Other pressures weigh on the city.

“Governance structure risks are also evident in Chicago’s relationship with Springfield, the state capitol” due to legislative mandates that weigh on the city like the 2021 passage of enhanced benefits for firefighters, S&P said.

Violent crime and access inequities to health care, public education and housing could contribute to drive demographic declines and pressure economic performance, which the city is banking on to grow revenues.

“The extent to which the plan translates to lasting, long-term change remains to be seen, but we believe this initial installment is meaningful,” S&P said of the city’s recovery package.

The S&P report also assessed climate issues noting that rising water levels in Lake Michigan have prompted remediation efforts and could create larger and relatively sudden changes in lake levels to the detriment of lakefront communities. Ridley said the rating agency has long assessed such social and climate-related issues but is now given them greater emphasis in some rating reports.

The use of one-shots in 2023, pension funding cuts, an economic setback, and political resistance to raise revenues or cut expenses could drive rating deterioration.

Moody’s Investors Service revised its outlook in July. It remains the lone agency that holds the city’s GOs below investment grade at Ba1. Kroll Bond Rating Agency rates the city A and affirmed it this week. Kroll returned the outlook to stable in August. Fitch Ratings which rates Chicago BBB-minus followed in October.

Rating agency commentary has given Chicago Chief Financial Officer Jennie Huang Bennett support when pushing back against council members who wanted to spend reserves, roll back an annual inflation-based property tax levy hike, or reverse the cancellation of scoop-and-toss plans.

During a City Club of Chicago address Tuesday, Bennett sought to make the case that Chicago’s economic and budget health are now on a stable path forward with the help of ARPA-funded investments and $1.2 billion in structural budget changes since Lightfoot took office in 2019.

Former Mayor Richard M. Daley’s pension commission warned in 2010 of looming insolvency in 2022. The former administration of Rahm Emanuel won state approval for the new formula that ramped up to an actuarially based annual funding level that puts the funds on a path to 90% funding by 2055 although improvements are a long way off.

“Instead of insolvency in fiscal year 2022, it’s my pleasure to tell you that with the 2022 budget the city has climbed that $1 billion pension ramp,” Bennett said. “Clearly the work is not done on pensions but it is important for us to acknowledge important milestones like these when they occur so that people recognize the importance of continuing the hard work of walking the hard path toward stability.”

The city also climbed its general obligation debt ramp and is now paying down principal after years of restructuring begun by Daley and continued by Emanuel for most of his two terms in office.

“The city’s historical reliance on scoop-and-toss debt restructuring has built a mountain of debt service and increased future debt burden.

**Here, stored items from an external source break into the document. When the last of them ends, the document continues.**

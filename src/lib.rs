pub mod application;
pub mod cli;
pub mod domain;
pub mod infrastructure;

use crate::application::evaluation::{EvaluationReport, EvaluationUseCase, LeaderboardEntry};
use crate::application::import::{Dataset, ImportSummary, ImportUseCase};
use crate::application::picks::{PickSheet, PicksUseCase};
use crate::application::ranking::{RankingReport, RankingUseCase};
use crate::application::scoring::player_scorer::ScoreBreakdown;
use crate::application::strategy::StrategyUseCase;
use crate::domain::entities::forecast::RankedForecast;
use crate::domain::entities::strategy::Strategy;
use crate::domain::error::DomainError;
use crate::domain::ports::forecast_repository::{ForecastFilter, ForecastRepository};
use crate::domain::ports::performance_repository::PerformanceRepository;
use crate::domain::ports::strategy_repository::StrategyRepository;
use crate::domain::values::ids::{CompetitorId, ForecastId, PeriodId};
use crate::domain::values::position::Position;
use crate::domain::values::scorable_rules::ScorableRules;
use crate::domain::values::strategy_config::StrategyConfig;
use crate::infrastructure::sqlite::forecast_repo::SqliteForecastRepo;
use crate::infrastructure::sqlite::migrations::run_migrations;
use crate::infrastructure::sqlite::performance_repo::SqlitePerformanceRepo;
use crate::infrastructure::sqlite::strategy_repo::SqliteStrategyRepo;
use rusqlite::Connection;
use std::collections::HashSet;
use std::sync::Arc;
use tracing::info;

pub struct Formcast {
    strategy_uc: StrategyUseCase,
    ranking_uc: RankingUseCase,
    picks_uc: PicksUseCase,
    evaluation_uc: EvaluationUseCase,
    import_uc: ImportUseCase,
    forecast_repo: Arc<dyn ForecastRepository>,
}

impl Formcast {
    /// Open the database at `db_path`. Scorable slot rules are read from the
    /// JSON file named by `FORMCAST_SCORABLE_RULES`, or the built-in defaults.
    pub fn new(db_path: &str) -> Result<Self, DomainError> {
        let rules = match std::env::var("FORMCAST_SCORABLE_RULES") {
            Ok(path) => {
                let json = std::fs::read_to_string(&path).map_err(|e| {
                    DomainError::Config(format!("Cannot read scorable rules {path}: {e}"))
                })?;
                info!(%path, "Loaded scorable rules");
                ScorableRules::from_json(&json)?
            }
            Err(_) => ScorableRules::default(),
        };
        Self::with_rules(db_path, rules)
    }

    pub fn with_rules(db_path: &str, rules: ScorableRules) -> Result<Self, DomainError> {
        rules.validate()?;

        // Each repository holds its own connection. A plain in-memory
        // database is private to one connection, so ":memory:" maps to a
        // uniquely named shared-cache database instead.
        let path = if db_path == ":memory:" {
            format!("file:formcast-{}?mode=memory&cache=shared", uuid::Uuid::new_v4())
        } else {
            db_path.to_string()
        };
        let conn1 = open(&path)?;
        let conn2 = open(&path)?;
        let conn3 = open(&path)?;

        run_migrations(&conn1)?;

        let performance_repo: Arc<dyn PerformanceRepository> = Arc::new(SqlitePerformanceRepo::new(conn1));
        let forecast_repo: Arc<dyn ForecastRepository> = Arc::new(SqliteForecastRepo::new(conn2));
        let strategy_repo: Arc<dyn StrategyRepository> = Arc::new(SqliteStrategyRepo::new(conn3));

        Ok(Self::assemble(performance_repo, forecast_repo, strategy_repo, rules))
    }

    pub fn assemble(
        performance_repo: Arc<dyn PerformanceRepository>,
        forecast_repo: Arc<dyn ForecastRepository>,
        strategy_repo: Arc<dyn StrategyRepository>,
        rules: ScorableRules,
    ) -> Self {
        Self {
            strategy_uc: StrategyUseCase::new(strategy_repo.clone()),
            ranking_uc: RankingUseCase::new(
                performance_repo.clone(),
                forecast_repo.clone(),
                strategy_repo,
            ),
            picks_uc: PicksUseCase::new(performance_repo.clone(), forecast_repo.clone()),
            evaluation_uc: EvaluationUseCase::new(performance_repo.clone(), forecast_repo.clone(), rules),
            import_uc: ImportUseCase::new(performance_repo),
            forecast_repo,
        }
    }

    // Delegating methods
    pub fn import(&self, dataset: &Dataset) -> Result<ImportSummary, DomainError> {
        self.import_uc.execute(dataset)
    }

    pub fn strategy_add(&self, name: &str, config: StrategyConfig) -> Result<Strategy, DomainError> {
        self.strategy_uc.add(name, config)
    }

    pub fn strategy(&self, id_or_name: &str) -> Result<Strategy, DomainError> {
        self.strategy_uc.resolve(id_or_name)
    }

    pub fn strategies(&self) -> Result<Vec<Strategy>, DomainError> {
        self.strategy_uc.list()
    }

    /// Rank one position (or every position when `position` is `None`) for
    /// `period`, replacing the strategy's earlier forecasts for that scope.
    pub fn rank(
        &self,
        strategy: &str,
        period: PeriodId,
        position: Option<Position>,
    ) -> Result<RankingReport, DomainError> {
        let strategy = self.strategy_uc.resolve(strategy)?;
        self.ranking_uc.execute(&strategy.id, period, position)
    }

    pub fn explain(
        &self,
        strategy: &str,
        period: PeriodId,
        competitor: CompetitorId,
    ) -> Result<ScoreBreakdown, DomainError> {
        let strategy = self.strategy_uc.resolve(strategy)?;
        self.ranking_uc.explain(&strategy.id, period, competitor)
    }

    pub fn record_picks(&self, sheet: &PickSheet) -> Result<Vec<RankedForecast>, DomainError> {
        self.picks_uc.record(sheet)
    }

    pub fn forecasts(&self, filter: &ForecastFilter) -> Result<Vec<RankedForecast>, DomainError> {
        self.forecast_repo.list(filter)
    }

    pub fn forecast(&self, id: &str) -> Result<RankedForecast, DomainError> {
        self.forecast_repo
            .get(id)?
            .ok_or_else(|| DomainError::NotFound(format!("Forecast not found: {id}")))
    }

    pub fn evaluate(&self, period: PeriodId) -> Result<EvaluationReport, DomainError> {
        self.evaluation_uc.execute(period)
    }

    pub fn scorable(&self, period: PeriodId) -> Result<HashSet<ForecastId>, DomainError> {
        self.evaluation_uc.scorable(period)
    }

    pub fn leaderboard(&self, period: PeriodId) -> Result<Vec<LeaderboardEntry>, DomainError> {
        self.evaluation_uc.leaderboard(period)
    }
}

fn open(path: &str) -> Result<Connection, DomainError> {
    let conn = Connection::open(path).map_err(|e| DomainError::Database(format!("DB error: {e}")))?;
    if !path.starts_with("file:") {
        conn.pragma_update(None, "journal_mode", "WAL")
            .map_err(|e| DomainError::Database(format!("WAL error: {e}")))?;
    }
    Ok(conn)
}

The city now has climbed that mountain and is carrying the full freight of annual debt service and within its budget and is in its third year of not resorting to scoop-and-toss debt restructuring to address our budget gaps” with $300 million being amortized, Bennett said.

“Whether its pensions, debt, or structural balance — all of these financial metrics are pointing up for the city’s overall financial status,” Bennett said. “We know the job is not done and there is still more road to walk to achieve full structural balance but it’s clear the city has made enormous strides in achieving that balance.”